Denn der Hang rutscht auf einem regelrechten Gleitlager aus Lockergesteinen talwärts. Wenn diese tiefliegende Gesteinschicht noch dazu mit Wasser angereichert wird, gibt es kein Halten mehr: es läuft wie geschmiert.

Die Geologen sprechen von einem Erdstrom. Wenn allerdings das Erdreich an der Oberfläche in Bewegung gerät, dann ist es für einen Alarm bereits zu spät.
Je mehr Wasser, desto größer die Leitfähigkeit
Aufschlüsse über die komplizierte Untergrundstruktur liefern vor allem geoelektrische Methoden. Dabei wird die Leitfähigkeit von Erdreich und Gesteinen gemessen.

Das komplizierte Verfahren lässt sich im Fall Sibratsgfäll auf einen Nenner bringen: je mehr Wasser im Untergrund desto höher die Leitfähigkeit für elektrische Impulse. Diese Messungen liefern allerdings nur Momentaufnahmen. Längerfristige Prognosen sind noch nicht möglich.
->   Geophysikalische Messverfahren
Dauer - EKG für einen schwierigen Patienten
Diese Untersuchungsmethode erinnert irgendwie an das EKG der Humanmedizin. Und wie bei Akutfällen die Herzfrequenz über 24 Stunden oder länger gemessen wird, so wurde nun auch dem schwierigen Hang in Sibratsgfäll ein auf Dauer ausgelegtes geoelektrisches Mess-System installiert.
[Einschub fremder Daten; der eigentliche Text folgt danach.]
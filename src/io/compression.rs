//! Byte-level sniffing of compressed and archived streams.
//!
//! [`sniff`] classifies the leading bytes of a stream, and [`SniffedReader`]
//! buffers a bounded window of them so the stream can still be read from the
//! start after being classified.
use std::fmt;
use std::io::{self, prelude::*, Cursor};

/// The number of leading bytes inspected. Large enough to reach the tar magic.
pub const SNIFF_WINDOW: usize = 512;

/// Compression layers are peeled at most this many times before giving up
const MAX_COMPRESSION_LAYERS: usize = 4;

const TAR_MAGIC_OFFSET: usize = 257;

/// What a stream's leading bytes say it is
#[derive(Debug, Clone, Copy, PartialEq, Eq, Hash)]
pub enum StreamFormat {
    Gzip,
    Zstd,
    Bzip2,
    Zip,
    Tar,
    /// None of the above, a plain text or XML document
    Plain,
}

impl StreamFormat {
    /// A single compressed stream that decodes to another stream
    pub fn is_compressed(&self) -> bool {
        matches!(self, Self::Gzip | Self::Zstd | Self::Bzip2)
    }

    /// A container of named entries
    pub fn is_archive(&self) -> bool {
        matches!(self, Self::Zip | Self::Tar)
    }

    /// Anything that has to be walked by an archive source rather than parsed directly
    pub fn is_packaged(&self) -> bool {
        self.is_compressed() || self.is_archive()
    }
}

impl fmt::Display for StreamFormat {
    fn fmt(&self, f: &mut fmt::Formatter<'_>) -> fmt::Result {
        write!(f, "{:?}", self)
    }
}

pub fn is_gzipped(header: &[u8]) -> bool {
    header.starts_with(b"\x1f\x8b")
}

pub fn is_zstd(header: &[u8]) -> bool {
    header.starts_with(b"\x28\xb5\x2f\xfd")
}

pub fn is_bzip2(header: &[u8]) -> bool {
    header.len() >= 10
        && header.starts_with(b"BZh")
        && (b'1'..=b'9').contains(&header[3])
        && (header[4..10] == [0x31, 0x41, 0x59, 0x26, 0x53, 0x59]
            || header[4..10] == [0x17, 0x72, 0x45, 0x38, 0x50, 0x90])
}

pub fn is_zip(header: &[u8]) -> bool {
    header.starts_with(b"PK\x03\x04") || header.starts_with(b"PK\x05\x06")
}

pub fn is_tar(header: &[u8]) -> bool {
    header
        .get(TAR_MAGIC_OFFSET..TAR_MAGIC_OFFSET + 5)
        .is_some_and(|magic| magic == b"ustar")
}

/// Classify a stream from its leading bytes
pub fn sniff(header: &[u8]) -> StreamFormat {
    if is_gzipped(header) {
        StreamFormat::Gzip
    } else if is_zstd(header) {
        StreamFormat::Zstd
    } else if is_bzip2(header) {
        StreamFormat::Bzip2
    } else if is_zip(header) {
        StreamFormat::Zip
    } else if is_tar(header) {
        StreamFormat::Tar
    } else {
        StreamFormat::Plain
    }
}

const COMPRESSION_EXTENSIONS: &[&str] = &["gz", "gzip", "zst", "zstd", "bz2", "bzip2"];

/// Strip a trailing compression extension from an entry or file name,
/// returning whether one was found.
pub fn strip_compression_extension(name: &str) -> (bool, &str) {
    if let Some((stem, ext)) = name.rsplit_once('.') {
        let ext = ext.to_ascii_lowercase();
        if !stem.is_empty() && COMPRESSION_EXTENSIONS.contains(&ext.as_str()) {
            return (true, stem);
        }
    }
    (false, name)
}

/// A reader that has pulled up to [`SNIFF_WINDOW`] bytes ahead of its inner reader
/// and replays them before continuing with the rest of the stream.
pub struct SniffedReader<R: Read> {
    prefix: Cursor<Vec<u8>>,
    inner: R,
}

impl<R: Read> SniffedReader<R> {
    pub fn new(mut inner: R) -> io::Result<Self> {
        let mut buffer = vec![0u8; SNIFF_WINDOW];
        let mut filled = 0;
        while filled < SNIFF_WINDOW {
            match inner.read(&mut buffer[filled..]) {
                Ok(0) => break,
                Ok(n) => filled += n,
                Err(e) if e.kind() == io::ErrorKind::Interrupted => continue,
                Err(e) => return Err(e),
            }
        }
        buffer.truncate(filled);
        Ok(Self {
            prefix: Cursor::new(buffer),
            inner,
        })
    }

    /// The buffered leading bytes of the stream
    pub fn header(&self) -> &[u8] {
        self.prefix.get_ref()
    }

    pub fn format(&self) -> StreamFormat {
        sniff(self.header())
    }

    pub fn is_empty(&self) -> bool {
        self.header().is_empty()
    }
}

impl<R: Read> Read for SniffedReader<R> {
    fn read(&mut self, buf: &mut [u8]) -> io::Result<usize> {
        let n = self.prefix.read(buf)?;
        if n > 0 || buf.is_empty() {
            return Ok(n);
        }
        self.inner.read(buf)
    }
}

pub type BoxedReader = Box<dyn Read + Send>;

/// Wrap `reader` in the decoder for one compression layer
pub fn decode_layer(format: StreamFormat, reader: BoxedReader) -> io::Result<BoxedReader> {
    match format {
        StreamFormat::Gzip => Ok(Box::new(flate2::read::MultiGzDecoder::new(reader))),
        #[cfg(feature = "zstd")]
        StreamFormat::Zstd => Ok(Box::new(zstd::stream::read::Decoder::new(reader)?)),
        #[cfg(feature = "bzip2")]
        StreamFormat::Bzip2 => Ok(Box::new(bzip2::read::MultiBzDecoder::new(reader))),
        #[allow(unreachable_patterns)]
        StreamFormat::Zstd | StreamFormat::Bzip2 => Err(io::Error::new(
            io::ErrorKind::Unsupported,
            format!("{format} decompression support is not enabled"),
        )),
        StreamFormat::Zip | StreamFormat::Tar | StreamFormat::Plain => Ok(reader),
    }
}

/// A stream with every compression layer removed
pub struct Decompressed {
    pub reader: SniffedReader<BoxedReader>,
    /// The format of the fully decompressed payload
    pub format: StreamFormat,
    /// How many compression layers were removed
    pub layers: usize,
}

/// Sniff `reader`, decompressing as many layers as its leading bytes call for
pub fn decompress(reader: BoxedReader) -> io::Result<Decompressed> {
    let mut reader = SniffedReader::new(reader)?;
    let mut layers = 0;
    loop {
        let format = reader.format();
        if !format.is_compressed() {
            return Ok(Decompressed {
                reader,
                format,
                layers,
            });
        }
        if layers == MAX_COMPRESSION_LAYERS {
            return Err(io::Error::new(
                io::ErrorKind::InvalidData,
                "too many nested compression layers",
            ));
        }
        reader = SniffedReader::new(decode_layer(format, Box::new(reader))?)?;
        layers += 1;
    }
}

#[cfg(test)]
mod test {
    use super::*;
    use flate2::write::GzEncoder;
    use flate2::Compression;

    #[test]
    fn test_sniff() {
        assert_eq!(sniff(b"\x1f\x8b\x08\x00"), StreamFormat::Gzip);
        assert_eq!(sniff(b"\x28\xb5\x2f\xfd\x00"), StreamFormat::Zstd);
        assert_eq!(sniff(b"BZh91AY&SYxxxx"), StreamFormat::Bzip2);
        assert_eq!(sniff(b"PK\x03\x04rest"), StreamFormat::Zip);
        assert_eq!(sniff(b"BEGIN IONS\n"), StreamFormat::Plain);
        assert_eq!(sniff(b"BZh is not enough"), StreamFormat::Plain);
        assert_eq!(sniff(b""), StreamFormat::Plain);

        let mut tar_header = vec![0u8; 512];
        tar_header[257..262].copy_from_slice(b"ustar");
        assert_eq!(sniff(&tar_header), StreamFormat::Tar);
    }

    #[test]
    fn test_strip_extension() {
        assert_eq!(strip_compression_extension("a.mgf.gz"), (true, "a.mgf"));
        assert_eq!(strip_compression_extension("a.apl.ZST"), (true, "a.apl"));
        assert_eq!(strip_compression_extension("a.mgf"), (false, "a.mgf"));
        assert_eq!(strip_compression_extension(".gz"), (false, ".gz"));
    }

    #[test]
    fn test_sniffed_reader_replays() -> io::Result<()> {
        let data: Vec<u8> = (0..2000u32).map(|i| (i % 251) as u8).collect();
        let mut reader = SniffedReader::new(Cursor::new(data.clone()))?;
        assert_eq!(reader.header().len(), SNIFF_WINDOW);
        let mut out = Vec::new();
        reader.read_to_end(&mut out)?;
        assert_eq!(out, data);
        Ok(())
    }

    #[test]
    fn test_decompress_nested_gzip() -> io::Result<()> {
        let payload = b"BEGIN IONS\nTITLE=x\nEND IONS\n".to_vec();
        let mut inner = GzEncoder::new(Vec::new(), Compression::default());
        inner.write_all(&payload)?;
        let mut outer = GzEncoder::new(Vec::new(), Compression::default());
        outer.write_all(&inner.finish()?)?;
        let bytes = outer.finish()?;

        let mut decoded = decompress(Box::new(Cursor::new(bytes)))?;
        assert_eq!(decoded.layers, 2);
        assert_eq!(decoded.format, StreamFormat::Plain);
        let mut out = Vec::new();
        decoded.reader.read_to_end(&mut out)?;
        assert_eq!(out, payload);
        Ok(())
    }
}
Dazu wurde der Berg mit tiefgelegten Sonden regelrecht gespickt. Im Stundentakt werden hochgespannte elektrische Impulse ins Erdreich gejagt.
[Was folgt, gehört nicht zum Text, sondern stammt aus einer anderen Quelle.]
//! Read the MS/MS spectra of PSI-MS mzML and indexedmzML documents.
//!
//! Only the parts of the document needed to search a spectrum are decoded:
//! the MS level, scan start time, the first selected ion and the m/z and
//! intensity arrays. Everything else is skipped.

mod reader;

pub use reader::{MzMLError, MzMLParser, MZML_MAX_CHARGE};

use crate::io::leaf::LeafSource;

/// A [`SpectraSource`](crate::io::SpectraSource) over an mzML file or stream
pub type MzMLSource = LeafSource<MzMLParser>;

/// Whether the leading bytes of a document look like mzML
pub fn is_mzml(buf: &[u8]) -> bool {
    let needle = b"<mzML";
    let indexed = b"<indexedmzML";
    buf.windows(needle.len()).any(|window| window == needle)
        || buf.windows(indexed.len()).any(|window| window == indexed)
}
//! Reading spectra from peak list files and from the compressed files,
//! archives, directories and manifests they are shipped in.
//!
//! Every reader implements [`SpectraSource`], and [`open`] picks and nests
//! them for whatever path it is given.

mod infer_format;
pub(crate) mod leaf;
pub(crate) mod lookahead;
pub(crate) mod traits;

pub mod apl;
pub mod archive;
pub mod compression;
pub mod container;
pub mod mgf;
#[cfg(feature = "mzml")]
pub mod mzml;

pub use crate::io::infer_format::{
    infer_from_name, infer_from_path, infer_from_stream, is_junk_name, open, open_stream,
    SpectraFormat,
};

pub use crate::io::apl::{APLError, APLParser, APLSource};
pub use crate::io::archive::{ArchiveSource, EntryMeta, MAX_ARCHIVE_DEPTH};
pub use crate::io::container::ContainerSource;
pub use crate::io::leaf::{LeafSource, RecordParser};
pub use crate::io::mgf::{MGFError, MGFParser, MGFSource};
#[cfg(feature = "mzml")]
pub use crate::io::mzml::{MzMLError, MzMLParser, MzMLSource};

pub use crate::io::traits::{GatherStats, OpenStage, SourceError, SourceKind, SpectraSource};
Die Messergebnisse werden gebündelt über ein konventionelles GSM Modul, also über ein Mobilfunknetz nach Wien übertragen.
Erdrutsch an der langen Leine
Ausgewertet werden die Messergebnisse in der Geologischen Bundesanstalt in Wien, mehr als 500 Kilometer von Sibratsgfäll entfernt. Ein aufwendiges Programm errechnet aus den einzelnen Signalen ein geologisches Profil.

Aus der Summe dieser Momentaufnahmen entsteht ein bewegtes Bild des Erdstroms im Untergrund. In Verbindung mit Niederschlagsdaten können nun die Geologen längerfristige Prognosen erstellen.
Zukunftsvision: Bundesweites Warnsystem
Wenn sich das Geomonitoring - unter den extremen Bedingungen von Sibratsgfäll über eine längere Testphase bewährt, sollen auch andere unsichere Berghänge verkabelt werden.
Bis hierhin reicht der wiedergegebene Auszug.